I love super crispy pizza and those pizza pans with holes really work! For my dough, a KitchenAid stand mixer does all the work but you can also knead the dough by hand. Since making my video, I’ve learned that no rising is necessary - just let the dough rest for 10 minutes before proceeding. - Jenny Jones

Prep Time: 30 minutes

Cook Time: 20 minutes

Total Time: 50 minutes

Makes: one 14-inch pizza

Pepperoni Pizza

Ingredients:

    Dough:
  • 1 1/2 cups bread flour
  • 3/4 teaspoon yeast (instant yeast or active dry yeast)
  • 3/4 teaspoon sugar
  • 1/4 teaspoon salt
  • up to 2/3 cup warm water (120-130° F for instant yeast or 110-120°F for active dry)
  • 1 Tablespoon olive oil
  • Pizza:
  • 2/3 cup pizza sauce
  • 4 ounces part-skim mozzarella cheese, shredded
  • about 20 slices reduced fat turkey pepperoni

Instructions:

    Dough:
  1. Place the flour, yeast, sugar & salt into a mixing bowl.
  2. Add warm water and oil slowly until dough forms a mass (you may not need all the water)
  3. Combine and knead until dough is smooth & elastic (knead 2 min. with the mixer or 3 min. by hand).
  4. Cover with plastic wrap and let rest at least 10 minutes.
  5. Pizza:
  6. Set oven with bottom rack and preheat to 425° F.
  7. Using 2 teaspoons olive oil, grease the entire surface of a 14” pizza pan with holes.
  8. Place pepperoni slices between double layers of paper towels, between 2 plates, and microwave for 30 seconds. Other toppings (mushrooms/peppers) should be microwaved the same way (but for 1 minute) to remove moisture. Blot afterwards if needed.
  9. On a lightly floured surface, roll the dough into a 10-inch circle.
  10. Stretch the dough by hand, using a closed fist, letting the dough hang down to stretch.
  11. Press the dough into the pan. Add sauce, cheese, and pepperoni. Bake 15 - 20 minutes.

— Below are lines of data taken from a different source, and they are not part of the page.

//! Host resources: thread budget, RAM preflight and concurrency slots.

use parking_lot::{Condvar, Mutex};

use crate::error::ResourceError;
use crate::settings::{ImageSetup, RuntimeSettings};

/// Copies of a tile a pipeline keeps alive at once (active, measurement,
/// cache and scratch).
const WORKING_COPIES: u64 = 4;

/// Bytes per pixel assumed for the estimate (16-bit planes).
const BYTES_PER_PIXEL: u64 = 2;

/// Source of the free-RAM figure used by the preflight.
pub trait MemoryProbe: Send + Sync {
    /// Currently available physical memory in bytes.
    fn available_bytes(&self) -> u64;
}

/// Probe backed by `sysinfo`.
#[derive(Debug, Clone, Copy, Default)]
pub struct SystemMemory;

impl MemoryProbe for SystemMemory {
    fn available_bytes(&self) -> u64 {
        let mut system = sysinfo::System::new();
        system.refresh_memory();
        system.available_memory()
    }
}

/// Probe reporting a fixed amount.
#[derive(Debug, Clone, Copy)]
pub struct FixedMemory(pub u64);

impl MemoryProbe for FixedMemory {
    fn available_bytes(&self) -> u64 {
        self.0
    }
}

/// Number of logical cores of the host.
#[must_use]
pub fn host_cores() -> usize {
    num_cpus::get().max(1)
}

/// Resolved concurrency limits of a job.
#[derive(Debug, Clone, Copy, PartialEq, Eq)]
pub struct Concurrency {
    pub images: usize,
    pub tiles: usize,
    pub channels: usize,
}

impl Concurrency {
    /// Resolve `runtime` against `cores`. `0` limits become `cores`; the
    /// product of the three never exceeds `cores`, filled images first.
    #[must_use]
    pub fn resolve(runtime: &RuntimeSettings, cores: usize) -> Self {
        let cores = cores.max(1);
        let pick = |limit: usize, left: usize| {
            let limit = if limit == 0 { cores } else { limit };
            limit.clamp(1, left.max(1))
        };
        let images = pick(runtime.max_image_parallel, cores);
        let tiles = pick(runtime.max_tile_parallel, cores / images);
        let channels = pick(runtime.max_channel_parallel, cores / (images * tiles));
        Self {
            images,
            tiles,
            channels,
        }
    }

    /// Total worker threads.
    #[must_use]
    pub const fn threads(&self) -> usize {
        self.images * self.tiles * self.channels
    }
}

/// Working-memory estimate for one tile with `pipelines` pipelines in flight.
#[must_use]
pub fn estimated_ram_per_tile(setup: &ImageSetup, pipelines: usize) -> u64 {
    u64::from(setup.composite_tile_width)
        * u64::from(setup.composite_tile_height)
        * BYTES_PER_PIXEL
        * (pipelines.max(1) as u64)
        * WORKING_COPIES
}

/// Refuse to start when the tiles in flight would not fit into 80 % of the
/// free RAM.
///
/// # Errors
///
/// Returns [`ResourceError`] with the estimate and the budget.
pub fn preflight(
    setup: &ImageSetup,
    concurrency: &Concurrency,
    pipelines: usize,
    probe: &dyn MemoryProbe,
) -> Result<(), ResourceError> {
    let in_flight = (concurrency.images * concurrency.tiles) as u64;
    let required_bytes = in_flight.saturating_mul(estimated_ram_per_tile(setup, pipelines));
    let available_bytes = probe.available_bytes();
    let budget_bytes = available_bytes / 5 * 4;
    tracing::debug!(required_bytes, budget_bytes, "memory preflight");
    if required_bytes > budget_bytes {
        return Err(ResourceError {
            required_bytes,
            budget_bytes,
            available_bytes,
        });
    }
    Ok(())
}

/// Counting semaphore: workers park on a condition variable while all
/// slots are taken.
#[derive(Debug)]
pub struct SlotLimiter {
    free: Mutex<usize>,
    released: Condvar,
}

impl SlotLimiter {
    #[must_use]
    pub fn new(slots: usize) -> Self {
        Self {
            free: Mutex::new(slots.max(1)),
            released: Condvar::new(),
        }
    }

    /// Take a slot, waiting until one is free. The slot is returned when
    /// the guard drops.
    pub fn acquire(&self) -> SlotGuard<'_> {
        let mut free = self.free.lock();
        while *free == 0 {
            self.released.wait(&mut free);
        }
        *free -= 1;
        SlotGuard { limiter: self }
    }

    #[must_use]
    pub fn available(&self) -> usize {
        *self.free.lock()
    }
}

/// A held [`SlotLimiter`] slot.
#[derive(Debug)]
pub struct SlotGuard<'a> {
    limiter: &'a SlotLimiter,
}

impl Drop for SlotGuard<'_> {
    fn drop(&mut self) {
        *self.limiter.free.lock() += 1;
        self.limiter.released.notify_one();
    }
}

Best Pepperoni Pizza Ever!

83 Comments on "Pepperoni Pizza"

  1. Patty

    Do you know how long I’ve been looking for a decent home cooked pizza recipe? This was perfect!
    THANK YOU, JENNY! You are an amazing lady! 🇨🇦

  2. Darlene

    Hi Jenny,

    I was wondering if you would have a recipe for chicken bacon ranch pizza ( my favorite!!!). I’ve tried some but just can’t get it right. Thanks!!!

  3. Ann

    Help please! The pizza was yummy but it stuck to the pan so badly. I did put oil on it though. Do you know what I did wrong? Thank you Jenn

    • Jenny

      Did you use the pan with the holes? Did you change the recipe in any way? How long did you preheat your oven?

      • Ann

        I used the pan with the holes and followed the recipe to a T. My oven was heated to 425 in 15 minutes. The crust was yummy though. Maybe I should increase the amount of oil on the pan? Thank you for replying so promptly. I appreciate any help from you so I can slide the pizza off the pan like you did.

        • Jenny

          I agree that you could try a little more oil on the pan and also use an oven thermometer if you have one. My oven will never reach 425 in 15 minutes. If the oven is not hot enough, the pizza could stick.

          • Linda L.

            Could you put the dough on parchment paper on the pan? I have used parchment paper under loaves baked on a stone with good results.

          • Jenny

            You can but if you use a pan with holes, you will block the holes and also the oil will not touch the crust and both of those things are what makes it crispy. I also make pizza using parchment paper but only when I use a pizza stone.

  4. Issa

    HI jenny

    I have tried your breads and loved it. Just one question for this pizza. I don’t have bread flour, so can i use all purpose flour instead for this pizza dough and only fot active dry yeast. How much of it do i need for this recipe. Thanks much for all your recipe. GOD bless.

    Issa

    • Jenny

      Yes, you can use all purpose flour and dry active yeast for this recipe. The ingredients would not change but the temperature of the water should be reduced to 110 degrees F.

  5. Ann

    Hi Jenny, I used to watch your talk show! And I loved it!
    My daughter sent me the link to your crispy pizza recipe and I will try it next week. In the mean time, my daughter has already made your pizza recipe at least 2 times this week and she raved about it! Your other recipes look very inviting too. Thank you for taking the time to write up the recipes. You look so pretty in the video too!

  6. Vicki McLean

    Can’t wait to try this, but first I need to buy a pizza pan with holes like you are using and I am a bit confused by your written recipe.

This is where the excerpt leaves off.